Your diet impacts everything from how much energy you have to how likely you are to develop heart disease and certain types of cancers. Over time, your food and drink choices have a significant effect on most aspects of your health, so make sure fruits, vegetables and whole grains make up a substantial part of your diet. Limit your intake of sugar, salt, and saturated and trans fats, and make sure to get plenty of fiber, as well – research show that most women don’t get nearly enough.


2. Get moving

Most physicians recommend that women get at least 30 minutes of exercise everyday – but if you can get more than that, so much the better. Whether you go for a brisk walk or hit the ski slopes, exercising regularly helps you maintain a healthy weight, combat depression, keep your blood pressure and cholesterol in check, and sleep better at night, which has its own health benefits. Research shows that regular physical activity also lowers your risk of experiencing many medical conditions and diseases, so take the stairs, bike to work or do whatever else you need to do to hit your fitness goals each day.

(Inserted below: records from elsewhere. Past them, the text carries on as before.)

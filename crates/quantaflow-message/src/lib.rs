#![forbid(unsafe_code)]
//! quantaflow-message: the engine-facing wire format.
//!
//! `MessageWriter` walks a finished `PlanRegistry` and produces a versioned
//! `PlanMessage`: flat operator records keyed by id, with links expressed as
//! id references so the receiver can rebuild the chain topology without
//! nested structures. Output is deterministic: identical registry contents
//! and registration order yield byte-identical messages.
//!
//! The execution engine and local console are collaborators behind the traits
//! in `engine`; this crate never runs a plan.

pub mod engine;
pub mod message;
pub mod udf;
pub mod writer;

pub use engine::{ConsoleRenderer, ExecutionEngine, JobHandle, JobId, JobStatus};
pub use message::{EncodedUdf, OperatorRecord, PlanMessage, WIRE_FORMAT_VERSION};
pub use udf::{CatalogUdfEncoder, SymbolicUdfEncoder, UdfEncoder};
pub use writer::{write_plan, MessageWriter};
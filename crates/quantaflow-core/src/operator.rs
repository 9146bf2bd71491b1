//! Plan nodes: operator kinds, kind-specific configuration, and the arena
//! node itself.
//!
//! Operators are immutable once created except for two graph-link fields:
//! the id (assigned exactly once by the registry) and the successor link
//! (assigned exactly once by `PlanRegistry::link`). Everything else is fixed
//! at construction.

use serde::{Deserialize, Serialize};

use crate::error::{PlanError, Result};
use crate::id::OperatorId;
use crate::udf::UdfRef;

/// Roles an operator can play in a pipeline. Wire tags are stable; extend at
/// the end only.
#[derive(Debug, Clone, Copy, PartialEq, Eq, Serialize, Deserialize)]
#[serde(rename_all = "SCREAMING_SNAKE_CASE")]
pub enum OperatorKind {
    Source,
    Map,
    Filter,
    Sort,
    Sink,
}

impl OperatorKind {
    pub fn is_source(self) -> bool {
        matches!(self, Self::Source)
    }

    pub fn is_sink(self) -> bool {
        matches!(self, Self::Sink)
    }

    /// True for kinds that carry their logic in a UDF.
    pub fn is_transform(self) -> bool {
        matches!(self, Self::Map | Self::Filter | Self::Sort)
    }

    /// Stable tag, identical to the wire spelling.
    pub fn as_str(self) -> &'static str {
        match self {
            Self::Source => "SOURCE",
            Self::Map => "MAP",
            Self::Filter => "FILTER",
            Self::Sort => "SORT",
            Self::Sink => "SINK",
        }
    }
}

/// Kind-specific parameters, discriminated in lockstep with `OperatorKind`.
///
/// Transforms have no config of their own; their logic lives in the UDF.
#[derive(Debug, Clone, PartialEq, Eq, Serialize, Deserialize)]
#[serde(tag = "type", rename_all = "snake_case")]
pub enum OperatorConfig {
    Source {
        path: String,
    },
    Sink {
        path: String,
        line_terminator: String,
    },
    Transform,
}

/// One stage of a pipeline, stored in the registry arena and linked to its
/// neighbors by id reference rather than by pointer.
#[derive(Debug, Clone, Serialize, Deserialize)]
pub struct Operator {
    id: Option<OperatorId>,
    kind: OperatorKind,
    udf: Option<UdfRef>,
    config: OperatorConfig,
    predecessor: Option<OperatorId>,
    successor: Option<OperatorId>,
}

impl Operator {
    /// A source reading from `path`. Opens a chain; has no predecessor.
    pub fn source(path: impl Into<String>) -> Result<Self> {
        let path = path.into();
        if path.is_empty() {
            return Err(PlanError::Validation("source path must not be empty".into()));
        }
        Ok(Self {
            id: None,
            kind: OperatorKind::Source,
            udf: None,
            config: OperatorConfig::Source { path },
            predecessor: None,
            successor: None,
        })
    }

    /// A transform of the given kind, fed by `predecessor`.
    pub fn transform(kind: OperatorKind, udf: UdfRef, predecessor: OperatorId) -> Result<Self> {
        if !kind.is_transform() {
            return Err(PlanError::Validation(format!(
                "{} does not take a UDF-backed transform position",
                kind.as_str()
            )));
        }
        Ok(Self {
            id: None,
            kind,
            udf: Some(udf),
            config: OperatorConfig::Transform,
            predecessor: Some(predecessor),
            successor: None,
        })
    }

    /// A sink writing to `path`, fed by `predecessor`. Terminates a chain.
    pub fn sink(
        path: impl Into<String>,
        line_terminator: impl Into<String>,
        predecessor: OperatorId,
    ) -> Result<Self> {
        let path = path.into();
        if path.is_empty() {
            return Err(PlanError::Validation("sink path must not be empty".into()));
        }
        Ok(Self {
            id: None,
            kind: OperatorKind::Sink,
            udf: None,
            config: OperatorConfig::Sink {
                path,
                line_terminator: line_terminator.into(),
            },
            predecessor: Some(predecessor),
            successor: None,
        })
    }

    pub fn id(&self) -> Option<OperatorId> {
        self.id
    }

    pub fn kind(&self) -> OperatorKind {
        self.kind
    }

    pub fn udf(&self) -> Option<&UdfRef> {
        self.udf.as_ref()
    }

    pub fn config(&self) -> &OperatorConfig {
        &self.config
    }

    pub fn predecessor(&self) -> Option<OperatorId> {
        self.predecessor
    }

    pub fn successor(&self) -> Option<OperatorId> {
        self.successor
    }

    pub fn is_source(&self) -> bool {
        self.kind.is_source()
    }

    pub fn is_sink(&self) -> bool {
        self.kind.is_sink()
    }

    // Identity assignment happens once, inside `PlanRegistry::register`.
    pub(crate) fn assign_id(&mut self, id: OperatorId) {
        self.id = Some(id);
    }

    // One-time successor wiring; a second attempt means a caller tried to
    // branch an append-only chain.
    pub(crate) fn set_successor(&mut self, to: OperatorId) -> Result<()> {
        if let Some(existing) = self.successor {
            return Err(PlanError::State(format!(
                "operator {} already feeds {existing}; chains cannot branch",
                self.id.map(|id| id.to_string()).unwrap_or_else(|| "?".into()),
            )));
        }
        self.successor = Some(to);
        Ok(())
    }
}

#[cfg(test)]
mod tests {
    use super::*;

    #[test]
    fn test_source_rejects_empty_path() {
        let err = Operator::source("").unwrap_err();
        assert!(matches!(err, PlanError::Validation(_)));
    }

    #[test]
    fn test_transform_rejects_non_transform_kind() {
        let err = Operator::transform(
            OperatorKind::Sink,
            UdfRef::symbolic("noop"),
            OperatorId::new(0),
        )
        .unwrap_err();
        assert!(matches!(err, PlanError::Validation(_)));
    }

    #[test]
    fn test_kind_config_pairing() {
        let src = Operator::source("in.txt").unwrap();
        assert!(matches!(src.config(), OperatorConfig::Source { .. }));
        assert_eq!(src.predecessor(), None);
        assert_eq!(src.udf(), None);

        let sink = Operator::sink("out.txt", "", OperatorId::new(0)).unwrap();
        assert!(matches!(sink.config(), OperatorConfig::Sink { .. }));
        assert_eq!(sink.predecessor(), Some(OperatorId::new(0)));
    }
}
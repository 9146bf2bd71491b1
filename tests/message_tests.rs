//! Wire serialization: layout, determinism, round-trips, and structural
//! validation.

use quantaflow_builder::{DataQuantaBuilder, SinkOptions};
use quantaflow_core::error::PlanError;
use quantaflow_core::id::OperatorId;
use quantaflow_core::operator::{Operator, OperatorConfig, OperatorKind};
use quantaflow_core::registry::PlanRegistry;
use quantaflow_core::udf::{UdfCatalog, UdfRef};
use quantaflow_message::{
    write_plan, CatalogUdfEncoder, EncodedUdf, PlanMessage, SymbolicUdfEncoder,
    WIRE_FORMAT_VERSION,
};

fn demo_builder() -> DataQuantaBuilder {
    let builder = DataQuantaBuilder::new();
    builder
        .source("numbers.txt")
        .unwrap()
        .filter(UdfRef::symbolic("odd_only"))
        .unwrap()
        .sink("out.txt", SinkOptions::with_terminator(""))
        .unwrap();
    builder
}

#[test]
fn test_message_layout() {
    let builder = demo_builder();
    let encoder = SymbolicUdfEncoder::default();
    let message = write_plan(&builder.registry().borrow(), &encoder).unwrap();

    assert_eq!(message.version, WIRE_FORMAT_VERSION);
    assert_eq!(message.sources, vec![OperatorId::new(0)]);
    assert_eq!(message.sinks, vec![OperatorId::new(2)]);
    assert_eq!(message.operators.len(), 3);

    let kinds: Vec<OperatorKind> = message.operators.iter().map(|r| r.kind).collect();
    assert_eq!(
        kinds,
        vec![OperatorKind::Source, OperatorKind::Filter, OperatorKind::Sink]
    );

    let filter = message.record(OperatorId::new(1)).unwrap();
    assert_eq!(filter.predecessor, Some(OperatorId::new(0)));
    assert_eq!(filter.successor, Some(OperatorId::new(2)));
    assert_eq!(filter.config, OperatorConfig::Transform);
    assert_eq!(
        filter.udf,
        Some(EncodedUdf::Symbolic {
            name: "odd_only".into()
        })
    );

    let sink = message.record(OperatorId::new(2)).unwrap();
    assert_eq!(
        sink.config,
        OperatorConfig::Sink {
            path: "out.txt".into(),
            line_terminator: "".into(),
        }
    );
    assert_eq!(sink.successor, None);
}

#[test]
fn test_serialization_is_deterministic() {
    let encoder = SymbolicUdfEncoder::default();

    let builder = demo_builder();
    let registry = builder.registry();
    let first = write_plan(&registry.borrow(), &encoder).unwrap();
    let second = write_plan(&registry.borrow(), &encoder).unwrap();
    assert_eq!(first.to_bytes().unwrap(), second.to_bytes().unwrap());

    // An independently built but identical registry serializes identically.
    let other = demo_builder();
    let third = write_plan(&other.registry().borrow(), &encoder).unwrap();
    assert_eq!(first.to_bytes().unwrap(), third.to_bytes().unwrap());
    assert_eq!(
        first.plan_hash().unwrap(),
        third.plan_hash().unwrap()
    );
}

#[test]
fn test_round_trip_reproduces_topology() {
    let builder = DataQuantaBuilder::new();
    builder
        .source("words.txt")
        .unwrap()
        .sort(UdfRef::symbolic("lowercase"))
        .unwrap()
        .map(UdfRef::symbolic("trim"))
        .unwrap()
        .sink("sorted.txt", SinkOptions::default())
        .unwrap();

    let encoder = SymbolicUdfEncoder::default();
    let message = write_plan(&builder.registry().borrow(), &encoder).unwrap();
    let decoded = PlanMessage::from_bytes(&message.to_bytes().unwrap()).unwrap();
    assert_eq!(decoded, message);

    // Rebuild each chain by following successor ids; the walk must visit the
    // records in exactly the order the writer emitted them.
    let mut walked = Vec::new();
    for &source in &decoded.sources {
        let mut cursor = Some(source);
        while let Some(id) = cursor {
            let record = decoded.record(id).expect("link target present");
            walked.push(id);
            if let Some(pred) = record.predecessor {
                let pred_record = decoded.record(pred).expect("predecessor present");
                assert_eq!(pred_record.successor, Some(id));
            }
            cursor = record.successor;
        }
    }
    let emitted: Vec<OperatorId> = decoded.operators.iter().map(|r| r.id).collect();
    assert_eq!(walked, emitted);
}

#[test]
fn test_two_chains_serialize_in_creation_order() {
    let builder = DataQuantaBuilder::new();
    builder
        .source("a.txt")
        .unwrap()
        .sink("a_out.txt", SinkOptions::default())
        .unwrap();
    builder
        .source("b.txt")
        .unwrap()
        .filter(UdfRef::symbolic("nonempty"))
        .unwrap()
        .sink("b_out.txt", SinkOptions::default())
        .unwrap();

    let encoder = SymbolicUdfEncoder::default();
    let message = write_plan(&builder.registry().borrow(), &encoder).unwrap();

    assert_eq!(
        message.sources,
        vec![OperatorId::new(0), OperatorId::new(2)]
    );
    assert_eq!(message.sinks, vec![OperatorId::new(1), OperatorId::new(4)]);

    let emitted: Vec<u64> = message.operators.iter().map(|r| r.id.get()).collect();
    assert_eq!(emitted, vec![0, 1, 2, 3, 4]);
}

#[test]
fn test_source_without_sink_is_structural() {
    let builder = DataQuantaBuilder::new();
    builder.source("a.txt").unwrap();

    let encoder = SymbolicUdfEncoder::default();
    let err = write_plan(&builder.registry().borrow(), &encoder).unwrap_err();
    assert!(matches!(err, PlanError::Structural(_)));
}

#[test]
fn test_orphaned_operator_is_structural() {
    let mut registry = PlanRegistry::new();
    let src = registry.register(Operator::source("a.txt").unwrap()).unwrap();
    let sink = registry
        .register(Operator::sink("out.txt", "\n", src).unwrap())
        .unwrap();
    registry.link(src, sink).unwrap();

    // Registered but never linked into any chain.
    registry
        .register(
            Operator::transform(OperatorKind::Filter, UdfRef::symbolic("stray"), sink).unwrap(),
        )
        .unwrap();

    let encoder = SymbolicUdfEncoder::default();
    let err = write_plan(&registry, &encoder).unwrap_err();
    assert!(matches!(err, PlanError::Structural(_)));
}

#[test]
fn test_unserializable_udf_aborts_whole_plan() {
    let builder = DataQuantaBuilder::new();
    builder
        .source("numbers.txt")
        .unwrap()
        .filter(UdfRef::symbolic("registered"))
        .unwrap()
        .map(UdfRef::symbolic("unregistered"))
        .unwrap()
        .sink("out.txt", SinkOptions::default())
        .unwrap();

    let mut catalog = UdfCatalog::new();
    catalog.register("registered");
    let encoder = CatalogUdfEncoder::new(catalog, 1024);

    let err = write_plan(&builder.registry().borrow(), &encoder).unwrap_err();
    assert!(matches!(err, PlanError::UnserializableUdf(_)));
}

#[test]
fn test_bytecode_udf_round_trips() {
    let builder = DataQuantaBuilder::new();
    builder
        .source("events.log")
        .unwrap()
        .map(UdfRef::bytecode(vec![0x01, 0x02, 0x7f]))
        .unwrap()
        .sink("mapped.log", SinkOptions::default())
        .unwrap();

    let encoder = SymbolicUdfEncoder::default();
    let message = write_plan(&builder.registry().borrow(), &encoder).unwrap();
    let decoded = PlanMessage::from_bytes(&message.to_bytes().unwrap()).unwrap();

    let map = decoded.record(OperatorId::new(1)).unwrap();
    assert_eq!(
        map.udf,
        Some(EncodedUdf::Bytecode {
            payload: vec![0x01, 0x02, 0x7f]
        })
    );
}

#[test]
fn test_plan_hash_differs_for_different_plans() {
    let encoder = SymbolicUdfEncoder::default();

    let first = demo_builder();
    let first_hash = write_plan(&first.registry().borrow(), &encoder)
        .unwrap()
        .plan_hash()
        .unwrap();

    let builder = DataQuantaBuilder::new();
    builder
        .source("numbers.txt")
        .unwrap()
        .filter(UdfRef::symbolic("even_only"))
        .unwrap()
        .sink("out.txt", SinkOptions::with_terminator(""))
        .unwrap();
    let second_hash = write_plan(&builder.registry().borrow(), &encoder)
        .unwrap()
        .plan_hash()
        .unwrap();

    assert_ne!(first_hash, second_hash);
}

3. Be mindful of mental health

Many women take the time to seek medical treatment when physical symptoms arise, but far fewer seek professional care when it comes to their mental health. While counselors, therapists and other mental health professionals may be able to help you navigate anxiety, depression and other mental health issues, there are many things you can do in your day-to-day life to boost your mood and manage stress.

For instance, make time for some fun. Whether that means spending time with friends or curling up with a good book, figure out what it is you find fulfilling, and find the time to do it.


4. Prioritize sleep

These days, people wear “busy” like it’s a badge of honor, but you won’t have the energy get through your day if you aren’t getting enough shuteye at night. Research shows that kids need between eight and 12 hours of sleep per night, while adults need at least seven to function at their best. If sleeping well is a struggle for you, try sticking to a schedule, keeping electronics out of the bedroom, and avoiding alcohol or caffeine within a few hours of bedtime.

While National Women’s Health Week and Month take place every May, maintaining optimum health is a year-round job. By eating right, staying active, prioritizing mental health and getting plenty of sleep at night, you can lower your risk of many different health conditions – and live a longer, healthier and happier life, too.